In reality, Mr. Trump represents the most despicable qualities of each of our respective generations, making him the Batman that the crumbling Gotham of our Republic deserves, despite our desperate howling to the contrary as we March down the tinsel-lined yellow brick road of 5th Avenue towards the imposing citadel of Trump Tower while complimenting each other on how funny our signs are.

Trump the bumbling businessman who flaunts bankruptcy as some ingenious financial acumen represents the economic ineptitude of a generation of Boomers riding through the raging 80s into the financial comfort of the Clinton years only to squander our surplus with a bundle of inane investment instruments that nearly led the most prosperous nation since Midas’ Monarchy into an economic death spiral rivaled only by the Great Depression.

Trump the attention-deficit tweet machine sheltering himself in a blanket of undeserved entitlement, seeking a safe space from the bullying of anyone attempting to keep him accountable is the melancholy Millennial living in the One Million Dollar Loan of his parent’s basement exchanging an honest day’s work for a tiring tirade of self-pity.

And Trump the grumpy, fat old fuck wandering around in a bathrobe yelling at Fox News about how fantastic things were in the days of segregation and back-alley abortions is our dipshit grandfather who insists on voting yet refuses to die.

This is our family and 2017 has proved to be the bitter Thanksgiving weekend that refuses to end, as we repeat the same conversation over and over again in some nightmare version of Groundhog Day where Andie MacDowell will never fuck us.

So how did our family get here?

Growing up in the liberal echo chamber of the Bay Area during the 1990s, I idolized the Clintons. They were like my political parents. They made mistakes, often disagreed but remained strong enough to continue moving forward towards a common good like a Griswold family vacation to the Wally World of equality. Bill Clinton was the bumbling Homer Simpsons that didn’t deserve a partner like Marge but Hillary was the wise wife that kept his compass true. When they left the White House in 2001 I crudely superimposed a picture of Hillary’s face onto the Terminator’s body in Microsoft Paint with the caption “I’ll Be Back.” At the time it wasn’t a hint or a whisper of a wish, it was a prophecy. It was destiny. If only I had known.

Enter Dubya. The braindead High School gym coach who had us running in circles, insisting that we were either with him or against him and demanding the question, “is our children learning?” Our children is was learning and we is graduated.

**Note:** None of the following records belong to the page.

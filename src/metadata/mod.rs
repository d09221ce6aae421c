//! Registry metadata fetchers

pub mod npm;

pub use npm::NpmRegistryClient;

use crate::types::MetadataLookup;
use async_trait::async_trait;

/// Source of latest-version and license data for a declared dependency.
///
/// Implementations are best-effort: every failure is reported as
/// [`MetadataLookup::Unresolved`] rather than an error.
#[async_trait]
pub trait MetadataFetcher: Send + Sync {
    async fn fetch(&self, name: &str, declared_version: &str) -> MetadataLookup;
}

Meet Barack Obama. Our cool college professor. He was tall and lanky and bummed us smokes after class. He slid our textbook away with a sly smile and turned his chair backwards. Call me Barry. Mr. Obama is my dad’s name. I definitely inhale.

We came home for Christmas break extolling the virtues of our hip happening prof. Mom was jealous and got a little hot under the head. Listen to me! Not some guy with a name plucked from the list of 9/11 hijackers!

Mom stewed for eight years. Got a little out of touch. We tried to teach her how to use “the email” but she kept accidentally deleting messages and clicking on suspicious links from Russian hackers. Mom. Jesus Christ. Don’t try to zoom in on an Instagram picture, you’re going to make me like it when I don’t.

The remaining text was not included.